◆ TASK GOAL
Print nothing but the lines below starting at the line that holds "consulted as neighbors." and ending at the line that holds "also the first", including both, each exactly as written.

....................

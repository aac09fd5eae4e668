//! Pixel-by-pixel scans that carry a current color and a growing palette.
//!
//! A scan is a fold: [`ScanState`] is the accumulator
//! `(current, palette) × source pixel → (current', palette', output pixel)`,
//! and [`Traversal`] is the pluggable visiting order. Every visited position
//! carries the three offsets of its "already painted edge": the row above for
//! a raster scan, the cells behind the cursor for a spiral.

use super::LinearVariant;
use crate::color::{DistanceFormula, PerceptionLevel, Pixel};
use crate::matrix::PixelMatrix;
use crate::palette::{nearest_color, AdaptivePalette};

/// North-west, north and north-east.
pub const NORTH_EDGE: [(isize, isize); 3] = [(-1, -1), (-1, 0), (-1, 1)];

/// Direction the cursor moves in.
#[derive(Debug, Clone, Copy, PartialEq, Eq)]
pub enum Direction {
    East,
    South,
    West,
    North,
}

impl Direction {
    #[inline]
    pub const fn delta(self) -> (isize, isize) {
        match self {
            Direction::East => (0, 1),
            Direction::South => (1, 0),
            Direction::West => (0, -1),
            Direction::North => (-1, 0),
        }
    }

    /// The cell behind the cursor and its two side neighbors.
    pub const fn trailing_edge(self) -> [(isize, isize); 3] {
        let (dr, dc) = self.delta();
        let (pr, pc) = (dc, -dr);
        [(-dr - pr, -dc - pc), (-dr, -dc), (-dr + pr, -dc + pc)]
    }
}

/// One visited position.
#[derive(Debug, Clone, Copy, PartialEq, Eq)]
pub struct Step {
    pub row: usize,
    pub col: usize,
    /// Offsets of the already-painted neighbors to consult
    pub edge: [(isize, isize); 3],
}

/// Order in which a scan visits the matrix.
#[derive(Debug, Clone, Copy, PartialEq, Eq, Default)]
pub enum Traversal {
    /// Row-major, consulting the row above.
    #[default]
    Raster,
    /// Clockwise inward spiral, consulting the cells behind the cursor.
    Spiral,
}

impl Traversal {
    /// Every position of a `width x height` matrix exactly once.
    pub fn steps(self, width: usize, height: usize) -> Vec<Step> {
        match self {
            Traversal::Raster => raster(width, height),
            Traversal::Spiral => spiral(width, height),
        }
    }
}

fn raster(width: usize, height: usize) -> Vec<Step> {
    let mut steps = Vec::with_capacity(width * height);
    for row in 0..height {
        for col in 0..width {
            steps.push(Step {
                row,
                col,
                edge: NORTH_EDGE,
            });
        }
    }
    steps
}

/// Top row left to right, right column downwards, bottom row right to left,
/// left column upwards, then shrink the frame. Ends once the frame collapses.
fn spiral(width: usize, height: usize) -> Vec<Step> {
    let mut steps = Vec::with_capacity(width * height);
    let (mut top, mut bottom) = (0isize, height as isize - 1);
    let (mut left, mut right) = (0isize, width as isize - 1);

    let mut push = |row: isize, col: isize, direction: Direction| {
        steps.push(Step {
            row: row as usize,
            col: col as usize,
            edge: direction.trailing_edge(),
        });
    };

    while top <= bottom && left <= right {
        for col in left..=right {
            push(top, col, Direction::East);
        }
        top += 1;
        for row in top..=bottom {
            push(row, right, Direction::South);
        }
        right -= 1;
        if top <= bottom {
            for col in (left..=right).rev() {
                push(bottom, col, Direction::West);
            }
            bottom -= 1;
        }
        if left <= right {
            for row in (top..=bottom).rev() {
                push(row, left, Direction::North);
            }
            left += 1;
        }
    }
    steps
}

/// Accumulator threaded through a scan.
///
/// Holds the current color, the palette discovered so far and the partially
/// painted output. Cells not yet painted are never consulted as neighbors.
#[derive(Debug, Clone)]
pub struct ScanState<P> {
    current: Pixel,
    palette: P,
    formula: DistanceFormula,
    width: usize,
    height: usize,
    painted: Vec<Option<Pixel>>,
}

impl<P: AdaptivePalette> ScanState<P> {
    /// Start a scan whose current color is `seed`; the seed is also the first
    /// palette entry.
    pub fn new(seed: Pixel, mut palette: P, width: usize, height: usize, formula: DistanceFormula) -> Self {
        palette.add(seed);
        Self {
            current: seed,
            palette,
            formula,
            width,
            height,
            painted: vec![None; width * height],
        }
    }

    #[inline]
    pub fn current(&self) -> Pixel {
        self.current
    }

    #[inline]
    pub fn palette(&self) -> &P {
        &self.palette
    }

    /// Painted pixel at `(row, col)`, if any.
    pub fn painted(&self, row: usize, col: usize) -> Option<Pixel> {
        if row < self.height && col < self.width {
            self.painted[row * self.width + col]
        } else {
            None
        }
    }

    fn is_similar(&self, a: Pixel, b: Pixel) -> bool {
        PerceptionLevel::from_distance(a.difference(b, self.formula)).is_similar()
    }

    /// Already-painted cells on the edge of `step`, in edge order.
    fn edge_colors(&self, step: &Step) -> Vec<Pixel> {
        step.edge
            .iter()
            .filter_map(|&(dr, dc)| {
                let row = step.row.checked_add_signed(dr)?;
                let col = step.col.checked_add_signed(dc)?;
                self.painted(row, col)
            })
            .collect()
    }

    /// Reuse a similar palette color, or adopt `source` as a new entry.
    fn from_palette(&mut self, source: Pixel) -> Pixel {
        match self.palette.find_similar(source) {
            Some(known) => known,
            None => {
                self.palette.add(source);
                source
            }
        }
    }

    /// Visit one position: decide the color for `source`, paint it and
    /// return it.
    pub fn advance(&mut self, step: &Step, source: Pixel, variant: LinearVariant) -> Pixel {
        if !self.is_similar(self.current, source) {
            let next = match variant {
                LinearVariant::PaletteOnly => self.from_palette(source),
                LinearVariant::NorthNeighbors => {
                    let edge = self.edge_colors(step);
                    match edge.into_iter().find(|&n| self.is_similar(source, n)) {
                        Some(neighbor) => neighbor,
                        None => self.from_palette(source),
                    }
                }
                LinearVariant::NearestNeighbor | LinearVariant::Spiral => {
                    let mut candidates = self.edge_colors(step);
                    candidates.push(self.current);
                    match nearest_color(source, &candidates, self.formula) {
                        Some(neighbor) => neighbor,
                        None => self.from_palette(source),
                    }
                }
            };
            self.current = next;
        }
        self.painted[step.row * self.width + step.col] = Some(self.current);
        self.current
    }

    /// The painted output. Positions never visited keep `fill`.
    pub fn into_matrix(self, fill: Pixel) -> PixelMatrix {
        let pixels = self.painted.into_iter().map(|p| p.unwrap_or(fill)).collect();
        PixelMatrix::from_pixels(self.width, self.height, pixels)
            .unwrap_or_else(|_| PixelMatrix::new(self.width, self.height, fill))
    }
}

#[cfg(test)]
mod tests {
    use super::*;
    use crate::palette::LinearPalette;

    fn positions(steps: &[Step]) -> Vec<(usize, usize)> {
        steps.iter().map(|s| (s.row, s.col)).collect()
    }

    #[test]
    fn test_raster_order() {
        let steps = Traversal::Raster.steps(2, 2);
        assert_eq!(positions(&steps), vec![(0, 0), (0, 1), (1, 0), (1, 1)]);
        assert!(steps.iter().all(|s| s.edge == NORTH_EDGE));
    }

    #[test]
    fn test_spiral_order_square() {
        let steps = Traversal::Spiral.steps(3, 3);
        assert_eq!(
            positions(&steps),
            vec![
                (0, 0),
                (0, 1),
                (0, 2),
                (1, 2),
                (2, 2),
                (2, 1),
                (2, 0),
                (1, 0),
                (1, 1)
            ]
        );
    }

    #[test]
    fn test_spiral_visits_every_cell_once() {
        for (w, h) in [(1, 1), (1, 5), (5, 1), (4, 3), (3, 4), (6, 6), (7, 2)] {
            let mut seen = positions(&Traversal::Spiral.steps(w, h));
            assert_eq!(seen.len(), w * h, "{w}x{h}");
            seen.sort_unstable();
            seen.dedup();
            assert_eq!(seen.len(), w * h, "{w}x{h} revisits a cell");
        }
        assert!(Traversal::Spiral.steps(0, 4).is_empty());
    }

    #[test]
    fn test_trailing_edges() {
        assert_eq!(Direction::East.trailing_edge(), [(-1, -1), (0, -1), (1, -1)]);
        assert_eq!(Direction::South.trailing_edge(), [(-1, 1), (-1, 0), (-1, -1)]);
        assert_eq!(Direction::West.trailing_edge(), [(1, 1), (0, 1), (-1, 1)]);
        assert_eq!(Direction::North.trailing_edge(), [(1, -1), (1, 0), (1, 1)]);
    }

    #[test]
    fn test_seed_is_first_palette_entry() {
        let red = Pixel::opaque(255, 0, 0);
        let state = ScanState::new(red, LinearPalette::new(), 2, 2, DistanceFormula::Cie76);
        assert_eq!(state.current(), red);
        assert_eq!(state.palette().colors(), &[red]);
    }

    #[test]
    fn test_similar_source_keeps_current() {
        let red = Pixel::opaque(255, 0, 0);
        let mut state = ScanState::new(red, LinearPalette::new(), 2, 1, DistanceFormula::Cie76);
        let step = Step {
            row: 0,
            col: 1,
            edge: NORTH_EDGE,
        };
        assert_eq!(state.advance(&step, Pixel::opaque(253, 1, 0), LinearVariant::PaletteOnly), red);
        assert_eq!(state.palette().colors().len(), 1);
    }

    #[test]
    fn test_dissimilar_source_joins_palette() {
        let red = Pixel::opaque(255, 0, 0);
        let blue = Pixel::opaque(0, 0, 255);
        let mut state = ScanState::new(red, LinearPalette::new(), 2, 1, DistanceFormula::Cie76);
        let step = Step {
            row: 0,
            col: 1,
            edge: NORTH_EDGE,
        };
        assert_eq!(state.advance(&step, blue, LinearVariant::PaletteOnly), blue);
        assert_eq!(state.palette().colors(), &[red, blue]);
        assert_eq!(state.painted(0, 1), Some(blue));
        assert_eq!(state.painted(0, 0), None);
    }

    #[test]
    fn test_north_neighbor_preferred_over_palette() {
        let red = Pixel::opaque(255, 0, 0);
        let green = Pixel::opaque(0, 200, 0);
        let mut state = ScanState::new(red, LinearPalette::new(), 1, 2, DistanceFormula::Cie76);
        let top = Step {
            row: 0,
            col: 0,
            edge: NORTH_EDGE,
        };
        state.advance(&top, green, LinearVariant::NorthNeighbors);
        // back to red, then the cell below green sees a near-green source
        state.current = red;
        let below = Step {
            row: 1,
            col: 0,
            edge: NORTH_EDGE,
        };
        let painted = state.advance(&below, Pixel::opaque(0, 198, 2), LinearVariant::NorthNeighbors);
        assert_eq!(painted, green);
        assert_eq!(state.palette().colors(), &[red, green]);
    }

    /// A scan whose current color is `current` (also the only palette entry)
    /// with `cells` already painted.
    fn painted_state(
        width: usize,
        height: usize,
        cells: &[((usize, usize), Pixel)],
        current: Pixel,
    ) -> ScanState<LinearPalette> {
        let mut state = ScanState::new(current, LinearPalette::new(), width, height, DistanceFormula::Cie76);
        for &((row, col), color) in cells {
            state.painted[row * width + col] = Some(color);
        }
        state
    }

    #[test]
    fn test_nearest_neighbor_beats_first_in_edge_order() {
        let source = Pixel::opaque(200, 100, 50);
        let near = Pixel::opaque(200, 102, 50);
        let far = Pixel::opaque(200, 106, 50);
        let blue = Pixel::opaque(0, 0, 255);

        let d_near = source.difference(near, DistanceFormula::Cie76);
        let d_far = source.difference(far, DistanceFormula::Cie76);
        assert!(d_near < d_far && d_far < 11.0, "near {d_near}, far {d_far}");

        // North-west is similar but farther than north
        let cells = [((0, 0), far), ((0, 1), near), ((0, 2), blue)];
        let step = Step {
            row: 1,
            col: 1,
            edge: NORTH_EDGE,
        };

        let mut first = painted_state(3, 2, &cells, Pixel::BLACK);
        assert_eq!(first.advance(&step, source, LinearVariant::NorthNeighbors), far);

        let mut nearest = painted_state(3, 2, &cells, Pixel::BLACK);
        assert_eq!(nearest.advance(&step, source, LinearVariant::NearestNeighbor), near);
        assert_eq!(nearest.palette().colors(), &[Pixel::BLACK]);
    }

    #[test]
    fn test_nearest_neighbor_falls_back_to_palette() {
        let blue = Pixel::opaque(0, 0, 255);
        let near_red = Pixel::opaque(250, 5, 5);
        let cells = [((0, 0), blue), ((0, 1), blue), ((0, 2), blue)];
        let step = Step {
            row: 1,
            col: 1,
            edge: NORTH_EDGE,
        };

        // No neighbor is similar, but the palette holds a match
        let mut state = painted_state(3, 2, &cells, near_red);
        state.current = Pixel::BLACK;
        let painted = state.advance(&step, Pixel::opaque(255, 0, 0), LinearVariant::NearestNeighbor);
        assert_eq!(painted, near_red);
        assert_eq!(state.palette().colors(), &[near_red]);

        // Nothing similar anywhere: the source is adopted
        let green = Pixel::opaque(0, 200, 0);
        let mut state = painted_state(3, 2, &cells, near_red);
        state.current = Pixel::BLACK;
        assert_eq!(state.advance(&step, green, LinearVariant::NearestNeighbor), green);
        assert_eq!(state.palette().colors(), &[near_red, green]);
    }

    #[test]
    fn test_spiral_top_row_consults_cell_behind() {
        let red = Pixel::opaque(255, 0, 0);
        let green = Pixel::opaque(0, 200, 0);
        let step = Traversal::Spiral.steps(3, 3)[1];
        assert_eq!((step.row, step.col), (0, 1));

        let mut state = painted_state(3, 3, &[((0, 0), green)], red);
        let painted = state.advance(&step, Pixel::opaque(2, 198, 0), LinearVariant::Spiral);
        assert_eq!(painted, green);
        assert_eq!(state.palette().colors(), &[red]);
    }

    #[test]
    fn test_spiral_right_column_consults_cell_above() {
        let red = Pixel::opaque(255, 0, 0);
        let green = Pixel::opaque(0, 200, 0);
        let near_green = Pixel::opaque(2, 198, 0);
        let step = Traversal::Spiral.steps(3, 3)[3];
        assert_eq!((step.row, step.col), (1, 2));

        let mut state = painted_state(3, 3, &[((0, 2), green)], red);
        assert_eq!(state.advance(&step, near_green, LinearVariant::Spiral), green);

        // The cell to the west is not on a southbound trailing edge
        let mut state = painted_state(3, 3, &[((1, 1), green)], red);
        assert_eq!(state.advance(&step, near_green, LinearVariant::Spiral), near_green);
        assert_eq!(state.palette().colors(), &[red, near_green]);
    }
}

....................

◆ TASK OUTPUT
/// painted output. Cells not yet painted are never consulted as neighbors.
#[derive(Debug, Clone)]
pub struct ScanState<P> {
    current: Pixel,
    palette: P,
    formula: DistanceFormula,
    width: usize,
    height: usize,
    painted: Vec<Option<Pixel>>,
}

impl<P: AdaptivePalette> ScanState<P> {
    /// Start a scan whose current color is `seed`; the seed is also the first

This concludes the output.